A giant machine, containing a saw inside its jaws at the end of a long “arm”, was plowing its way toward my part of the fence. Some of the trees in its path were simply snatched like sticks. Others swayed to the side, as if trying to escape.
A tree that looks at God all day,
And lifts her leafy arms to pray
I stood at the fence and waved my arms at the driver. As he made a turn, he saw me and stopped, turning off the engine. He slid out of his cab and bent down to move a turtle away from his big-yellow machine.
He walked over and sighed. He had seen this action before. People standing at fences, waving their arms, suddenly realizing the view from their backyard had turned from forest to open air.
“I thought you were finished here. What about the 50-foot buffer?” I shouted at him.
“This space is your buffer,” he explained. The air qualified too, as did a dead bush.
He told me about another job involving an incident with a woman in a nearby town who had chained herself to a tree.
A tree that may in Summer wear
A nest of robins in her hair
“The fire department cut her free and she was arrested. And the sad thing, now that lady has a criminal record and I continued right on with my work. When the bulldozers come, it’s too late.”
During the lull in the noise, a lone bird started singing. One of the tall pines still standing right in front of his machine swayed slightly in the breeze.
Upon whose bosom snow has lain,
Who intimately lives with rain
This tree had no say-so in its fate. Even in California, perhaps our most “tree-hugging” state, tree rights have not advanced all that much. In his notable 1971 essay, Should Trees Have Standing? Toward Legal Rights for Natural Objects, professor and attorney Christopher Stone proposed that guardians should be allowed to speak for the “voiceless” natural elements in the world. Legal rights, he noted, are already conferred on numerous inanimate objects, such as corporations and even ships.
Furthering that thought, in a unique dissent in the Supreme Court decision of Sierra Club v. Morton, Justice William O. Douglas argued for “the conferral of standing upon environmental objects to sue for their own preservation.”
But such eloquent pleadings were no match for the operator’s simple observation: “When the bulldozers come, it’s too late.”

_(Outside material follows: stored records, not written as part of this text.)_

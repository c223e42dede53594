// Main uploader module - orchestrates all upload functionality
//
// This module is responsible for delivering local documents to a chat bridge

pub mod dialect;
pub mod file_selector;
pub mod folder_resolver;
pub mod onebot_client;
pub mod progress_tracker;
pub mod summary;
pub mod upload_queue;

pub use dialect::PlatformDialect;
pub use progress_tracker::{LogProgressSink, ProgressSink, RecordingProgressSink};
pub use summary::UploadSummary;
pub use upload_queue::{dispatch, DispatchOptions, FileUploader, UploadOutcome};
//! Server instances.
//!
//! # Data Flow
//! ```text
//! GraceListener::accept
//!     → TrackedConnection<TcpStream>
//!     → Transport::establish (TLS handshake when configured)
//!     → ConnectionHandler::handle (one task per connection)
//!     → guard released on close or drop
//! ```

pub mod handler;
pub mod instance;

pub use handler::ConnectionHandler;
pub use instance::{GraceServer, ServerError, ServerOptions};
//! HTTP protocol handling for the demo application.
//!
//! # Data Flow
//! ```text
//! TrackedConnection<ServerStream>
//!     → service.rs (hyper-util auto: HTTP/1.1 or HTTP/2)
//!     → request.rs (request ID set and propagated)
//!     → Axum router: GET / (identity), GET /healthz
//!     → Send to client
//! ```

pub mod request;
pub mod service;

pub use request::{MakeRequestUuid, X_REQUEST_ID};
pub use service::{build_router, ConnectionInfo, HttpHandler};
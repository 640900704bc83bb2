//! Launching the replacement process.
//!
//! # Responsibilities
//! - Spawn at most one child per process generation
//! - Place every live listener at `3 + offset` in the child
//! - Rebuild the command line with the restart marker and socket order
//! - In immediate handoff, hand over only after the child confirms it has
//!   bound every inherited listener
//!
//! # Child command line
//! ```text
//! <program> <original args up to any previous --graceful> --graceful [--socketorder=a,b,...]
//! ```
//! `--socketorder` is only present with more than one listener; its order is
//! the order the descriptors were placed in.

use std::ffi::OsString;
use std::io::{self, Read};
use std::os::fd::{AsRawFd, FromRawFd, OwnedFd, RawFd};
use std::path::PathBuf;
use std::process::Stdio;
use std::sync::Arc;
use std::time::Duration;

use serde::{Deserialize, Serialize};
use thiserror::Error;
use tokio::process::{Child, Command};

use crate::lifecycle::hooks::HookPhase;
use crate::lifecycle::registry::ServerRegistry;
use crate::lifecycle::signals::Signal;
use crate::net::inherit::{dup_above, INHERIT_FD_FLOOR, LISTEN_FDS_START};
use crate::net::{ListenerError, Protocol};
use crate::observability::metrics;

/// Marks a process as spawned by a restart.
pub const GRACEFUL_FLAG: &str = "--graceful";

/// Prefix of the argument mapping inherited descriptors to addresses.
pub const SOCKET_ORDER_FLAG: &str = "--socketorder";

/// Environment variable naming the descriptor a child writes its readiness to.
pub const READY_FD_ENV: &str = "GRACE_READY_FD";

/// What happens to the parent once a child has been spawned.
#[derive(Debug, Clone, Copy, PartialEq, Eq, Default, Deserialize, Serialize)]
#[serde(rename_all = "lowercase")]
pub enum HandoffMode {
    /// The parent keeps serving until it receives its own SIGTERM/SIGINT.
    #[default]
    Graceful,
    /// The parent drains as soon as the child confirms readiness.
    Immediate,
}

/// One listener as handed to a child: which address, which protocol, which socket.
#[derive(Debug)]
pub struct InheritedListener {
    pub address: String,
    pub protocol: Protocol,
    pub fd: OwnedFd,
}

/// Descriptors for a child, in the order they will be placed.
#[derive(Debug)]
pub struct ForkPlan {
    listeners: Vec<InheritedListener>,
}

impl ForkPlan {
    pub fn new(listeners: Vec<InheritedListener>) -> Self {
        Self { listeners }
    }

    /// Addresses in descriptor order, i.e. the `--socketorder` value.
    pub fn order(&self) -> Vec<String> {
        self.listeners.iter().map(|l| l.address.clone()).collect()
    }

    pub fn listeners(&self) -> &[InheritedListener] {
        &self.listeners
    }

    pub fn len(&self) -> usize {
        self.listeners.len()
    }

    pub fn is_empty(&self) -> bool {
        self.listeners.is_empty()
    }
}

/// Program and arguments used to start the replacement.
#[derive(Debug, Clone)]
pub struct LaunchSpec {
    pub program: PathBuf,
    /// Arguments after the program name.
    pub args: Vec<OsString>,
}

impl LaunchSpec {
    /// Re-run this process the way it was started.
    ///
    /// Uses `argv[0]` rather than the resolved executable so that a binary
    /// replaced on disk is the one that gets started.
    pub fn current() -> io::Result<Self> {
        let mut argv = std::env::args_os();
        let program = match argv.next() {
            Some(program) if !program.is_empty() => PathBuf::from(program),
            _ => std::env::current_exe()?,
        };
        Ok(Self {
            program,
            args: argv.collect(),
        })
    }
}

/// Build the child's arguments from the current ones.
pub fn child_args(args: &[OsString], order: &[String]) -> Vec<OsString> {
    let mut child: Vec<OsString> = args
        .iter()
        .take_while(|arg| *arg != GRACEFUL_FLAG)
        .cloned()
        .collect();
    child.push(GRACEFUL_FLAG.into());
    if order.len() > 1 {
        child.push(format!("{}={}", SOCKET_ORDER_FLAG, order.join(",")).into());
    }
    child
}

#[derive(Debug, Clone, Copy, PartialEq, Eq)]
pub enum ForkOutcome {
    /// This process already spawned its replacement.
    AlreadyForked,
    Spawned { pid: u32 },
}

#[derive(Debug, Error)]
pub enum ForkError {
    #[error("failed to export listeners: {0}")]
    Export(#[from] ListenerError),

    #[error("failed to create readiness pipe: {0}")]
    Pipe(#[source] io::Error),

    #[error("failed to launch {program}: {source}")]
    Spawn {
        program: String,
        #[source]
        source: io::Error,
    },
}

/// Spawns the replacement process on a restart signal.
#[derive(Debug)]
pub struct ForkCoordinator {
    registry: Arc<ServerRegistry>,
    launch: LaunchSpec,
    handoff: HandoffMode,
    readiness_timeout: Duration,
}

impl ForkCoordinator {
    pub fn new(
        registry: Arc<ServerRegistry>,
        launch: LaunchSpec,
        handoff: HandoffMode,
        readiness_timeout: Duration,
    ) -> Self {
        Self {
            registry,
            launch,
            handoff,
            readiness_timeout,
        }
    }

    pub fn handoff(&self) -> HandoffMode {
        self.handoff
    }

    /// Spawn the replacement, unless this process already did.
    ///
    /// A failure leaves the fork guard set: there is no second attempt in
    /// this process and the current servers keep running.
    pub fn restart(&self) -> Result<ForkOutcome, ForkError> {
        let plan = match self.registry.begin_fork() {
            Ok(Some(plan)) => plan,
            Ok(None) => {
                tracing::info!(pid = std::process::id(), "Restart already in progress, ignoring");
                return Ok(ForkOutcome::AlreadyForked);
            }
            Err(e) => {
                metrics::fork_failed("export");
                return Err(e.into());
            }
        };

        let result = self.spawn(plan);
        if result.is_err() {
            metrics::fork_failed("spawn");
        }
        result
    }

    fn spawn(&self, plan: ForkPlan) -> Result<ForkOutcome, ForkError> {
        let order = plan.order();
        let args = child_args(&self.launch.args, &order);

        let mut sources: Vec<RawFd> = plan.listeners().iter().map(|l| l.fd.as_raw_fd()).collect();

        let mut command = Command::new(&self.launch.program);
        command
            .args(&args)
            .stdin(Stdio::inherit())
            .stdout(Stdio::inherit())
            .stderr(Stdio::inherit())
            .env_remove(READY_FD_ENV);

        let readiness = match self.handoff {
            HandoffMode::Graceful => None,
            HandoffMode::Immediate => {
                let (read, write) = readiness_pipe().map_err(ForkError::Pipe)?;
                let target = LISTEN_FDS_START + sources.len() as RawFd;
                command.env(READY_FD_ENV, target.to_string());
                sources.push(write.as_raw_fd());
                Some((read, write))
            }
        };

        // SAFETY: the closure runs between fork and exec and only calls dup2,
        // which is async-signal-safe. Every source is >= INHERIT_FD_FLOOR, so
        // no placement overwrites a source that is still to be placed.
        unsafe {
            command.pre_exec(move || {
                for (slot, fd) in sources.iter().enumerate() {
                    if libc::dup2(*fd, LISTEN_FDS_START + slot as RawFd) < 0 {
                        return Err(io::Error::last_os_error());
                    }
                }
                Ok(())
            });
        }

        tracing::info!(
            pid = std::process::id(),
            program = %self.launch.program.display(),
            args = ?args,
            listeners = ?order,
            handoff = ?self.handoff,
            "Forking replacement process"
        );

        let child = command.spawn().map_err(|source| ForkError::Spawn {
            program: self.launch.program.display().to_string(),
            source,
        })?;
        // The child has its copies; ours close here.
        drop(plan);

        let pid = child.id().unwrap_or_default();
        metrics::fork_spawned();
        tracing::info!(pid = std::process::id(), child_pid = pid, "Replacement process started");

        if let Some((read, write)) = readiness {
            drop(write);
            tokio::spawn(await_readiness(
                read,
                child,
                self.readiness_timeout,
                Arc::clone(&self.registry),
            ));
        }

        Ok(ForkOutcome::Spawned { pid })
    }
}

/// Immediate handoff: drain this process once the child reports ready.
/// Anything else (exit, closed pipe, timeout) kills the child and keeps us serving.
async fn await_readiness(
    read: OwnedFd,
    mut child: Child,
    timeout: Duration,
    registry: Arc<ServerRegistry>,
) {
    let child_pid = child.id().unwrap_or_default();
    let pending = tokio::task::spawn_blocking(move || {
        let mut pipe = std::fs::File::from(read);
        let mut byte = [0u8; 1];
        pipe.read(&mut byte)
    });

    let failure = match tokio::time::timeout(timeout, pending).await {
        Ok(Ok(Ok(1))) => None,
        Ok(Ok(Ok(_))) => Some("replacement closed its readiness pipe without confirming".to_string()),
        Ok(Ok(Err(e))) => Some(format!("reading readiness failed: {e}")),
        Ok(Err(e)) => Some(format!("readiness reader panicked: {e}")),
        Err(_) => Some(format!("no readiness within {timeout:?}")),
    };

    match failure {
        None => {
            tracing::info!(
                pid = std::process::id(),
                child_pid,
                "Replacement confirmed ready, draining this process"
            );
            // Same path as a SIGTERM, hooks included.
            for server in registry.servers() {
                server.hooks().fire(HookPhase::Pre, Signal::Terminate);
                server.shutdown().await;
                server.hooks().fire(HookPhase::Post, Signal::Terminate);
            }
        }
        Some(reason) => {
            metrics::fork_failed("readiness");
            tracing::error!(
                pid = std::process::id(),
                child_pid,
                reason = %reason,
                "Replacement did not become ready; killing it and continuing to serve"
            );
            if let Err(e) = child.start_kill() {
                tracing::debug!(child_pid, error = %e, "Replacement already gone");
            }
            let _ = child.wait().await;
        }
    }
}

/// A pipe whose ends are parked above the inheritance floor, close-on-exec.
fn readiness_pipe() -> io::Result<(OwnedFd, OwnedFd)> {
    let mut fds = [0 as RawFd; 2];
    if unsafe { libc::pipe2(fds.as_mut_ptr(), libc::O_CLOEXEC) } < 0 {
        return Err(io::Error::last_os_error());
    }
    // SAFETY: pipe just returned two fresh descriptors owned by nobody else.
    let (read, write) = unsafe { (OwnedFd::from_raw_fd(fds[0]), OwnedFd::from_raw_fd(fds[1])) };
    Ok((
        dup_above(read.as_raw_fd(), INHERIT_FD_FLOOR)?,
        dup_above(write.as_raw_fd(), INHERIT_FD_FLOOR)?,
    ))
}

/// Tell the parent this process is serving, if it asked to be told.
///
/// Called by a child once every inherited listener is adopted.
pub fn notify_ready() -> io::Result<bool> {
    let Some(fd) = std::env::var(READY_FD_ENV)
        .ok()
        .and_then(|v| v.parse::<RawFd>().ok())
    else {
        return Ok(false);
    };
    if fd < LISTEN_FDS_START {
        return Ok(false);
    }

    // SAFETY: the parent placed the pipe's write end at this number for us
    // alone; nothing else in this process refers to it.
    let mut pipe = std::fs::File::from(unsafe { OwnedFd::from_raw_fd(fd) });
    io::Write::write_all(&mut pipe, b"1")?;
    tracing::info!(pid = std::process::id(), fd, "Readiness reported to parent");
    Ok(true)
}

#[cfg(test)]
mod tests {
    use super::*;

    fn os(args: &[&str]) -> Vec<OsString> {
        args.iter().map(OsString::from).collect()
    }

    fn order(addrs: &[&str]) -> Vec<String> {
        addrs.iter().map(|a| a.to_string()).collect()
    }

    #[test]
    fn single_listener_gets_marker_only() {
        let args = child_args(&os(&["--config", "grace.toml"]), &order(&[":8080"]));
        assert_eq!(args, os(&["--config", "grace.toml", "--graceful"]));
    }

    #[test]
    fn several_listeners_get_socket_order() {
        let args = child_args(&os(&["--config", "grace.toml"]), &order(&[":8080", ":8443"]));
        assert_eq!(
            args,
            os(&["--config", "grace.toml", "--graceful", "--socketorder=:8080,:8443"])
        );
    }

    #[test]
    fn previous_marker_and_order_are_dropped() {
        let args = child_args(
            &os(&["--config", "grace.toml", "--graceful", "--socketorder=:9000,:9001"]),
            &order(&[":8443", ":8080"]),
        );
        assert_eq!(
            args,
            os(&["--config", "grace.toml", "--graceful", "--socketorder=:8443,:8080"])
        );
    }

    #[test]
    fn handoff_mode_parses_lowercase() {
        #[derive(Deserialize)]
        struct Wrapper {
            handoff: HandoffMode,
        }
        let w: Wrapper = toml::from_str("handoff = \"immediate\"").unwrap();
        assert_eq!(w.handoff, HandoffMode::Immediate);
        assert_eq!(HandoffMode::default(), HandoffMode::Graceful);
    }

    #[test]
    fn readiness_pipe_is_parked_high() {
        let (read, write) = readiness_pipe().unwrap();
        assert!(read.as_raw_fd() >= INHERIT_FD_FLOOR);
        assert!(write.as_raw_fd() >= INHERIT_FD_FLOOR);

        let mut writer = std::fs::File::from(write);
        io::Write::write_all(&mut writer, b"1").unwrap();
        drop(writer);

        let mut reader = std::fs::File::from(read);
        let mut buf = Vec::new();
        reader.read_to_end(&mut buf).unwrap();
        assert_eq!(buf, b"1");
    }
}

By this time, two more men had arrived. One of them brought a site map, which he unrolled on top of the fence. Everything was in order, he assured me. He then pointed out three trees they had decided to leave standing after a recent walk-through. “It’s not finished yet,” he added proudly, “There will be landscaping!”
There was nothing left to do or say. When the bulldozers come, it’s too late.
The operator of the big machine climbed back in to finish his job. The interruption had been but a brief reprieve for the tall pines. For a few moments more they had been allowed to stand, reaching closer to the heavens than the circular church for which they were about to be sacrificed.
As I walked away, all I could think of was the conclusion reached by the poet who was himself cut down in the prime of life during World War I:
Poems are made by fools like me,
But only God can make a tree.
Kilmer's poem has always been, and still is one of my favorites. What a contrast to how humans actually think of trees (and all of nature, really). And the driver's comment “When the bulldozers come, it’s too late.” leaves an eerie feeling like Frost's neighbor in Mending Wall "Good fences make good neighbors." Also, the fact that corporations have legal rights (indeed, they have MORE legal rights) than people or trees is just wrong.